- _What is required_
Every line from the one containing "fn mut_metadata(&mut self)" to the end of the records below, written out word for word, is the whole answer.

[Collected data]
□ □ □

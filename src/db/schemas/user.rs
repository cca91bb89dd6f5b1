//! User document schema
//!
//! Stores account credentials and the account role.

use bson::{doc, oid::ObjectId, Document};
use mongodb::options::IndexOptions;
use serde::{Deserialize, Serialize};

use crate::auth::{Principal, Role};
use crate::db::mongo::{IntoIndexes, MutMetadata};
use crate::db::schemas::Metadata;

/// Collection name for users
pub const USER_COLLECTION: &str = "users";

/// User document stored in MongoDB
#[derive(Serialize, Deserialize, Clone, Debug, Default)]
pub struct UserDoc {
    /// MongoDB document ID
    #[serde(skip_serializing_if = "Option::is_none")]
    pub _id: Option<ObjectId>,

    /// Common metadata (created_at, updated_at, is_deleted)
    #[serde(default)]
    pub metadata: Metadata,

    /// Login name, stored lowercase
    pub username: String,

    /// Email address, stored lowercase
    pub email: String,

    /// Argon2 password hash (PHC string)
    pub password_hash: String,

    #[serde(default)]
    pub role: Role,
}

impl UserDoc {
    pub fn new(username: String, email: String, password_hash: String, role: Role) -> Self {
        Self {
            _id: None,
            metadata: Metadata::new(),
            username,
            email,
            password_hash,
            role,
        }
    }

    /// Hex id, empty until the document has been inserted
    pub fn id_hex(&self) -> String {
        self._id.map(|id| id.to_hex()).unwrap_or_default()
    }

    /// Project the stored account onto the request principal
    pub fn to_principal(&self) -> Principal {
        Principal {
            id: self.id_hex(),
            username: self.username.clone(),
            email: self.email.clone(),
            role: self.role,
        }
    }
}

impl IntoIndexes for UserDoc {
    fn into_indices() -> Vec<(Document, Option<IndexOptions>)> {
        vec![
            (
                doc! { "username": 1 },
                Some(
                    IndexOptions::builder()
                        .unique(true)
                        .name("username_unique".to_string())
                        .build(),
                ),
            ),
            (
                doc! { "email": 1 },
                Some(
                    IndexOptions::builder()
                        .unique(true)
                        .name("email_unique".to_string())
                        .build(),
                ),
            ),
        ]
    }
}

impl MutMetadata for UserDoc {
    fn mut_metadata(&mut self) -> &mut Metadata {
        &mut self.metadata
    }
}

□ □ □

- _Task answer_
    fn mut_metadata(&mut self) -> &mut Metadata {
        &mut self.metadata
    }
}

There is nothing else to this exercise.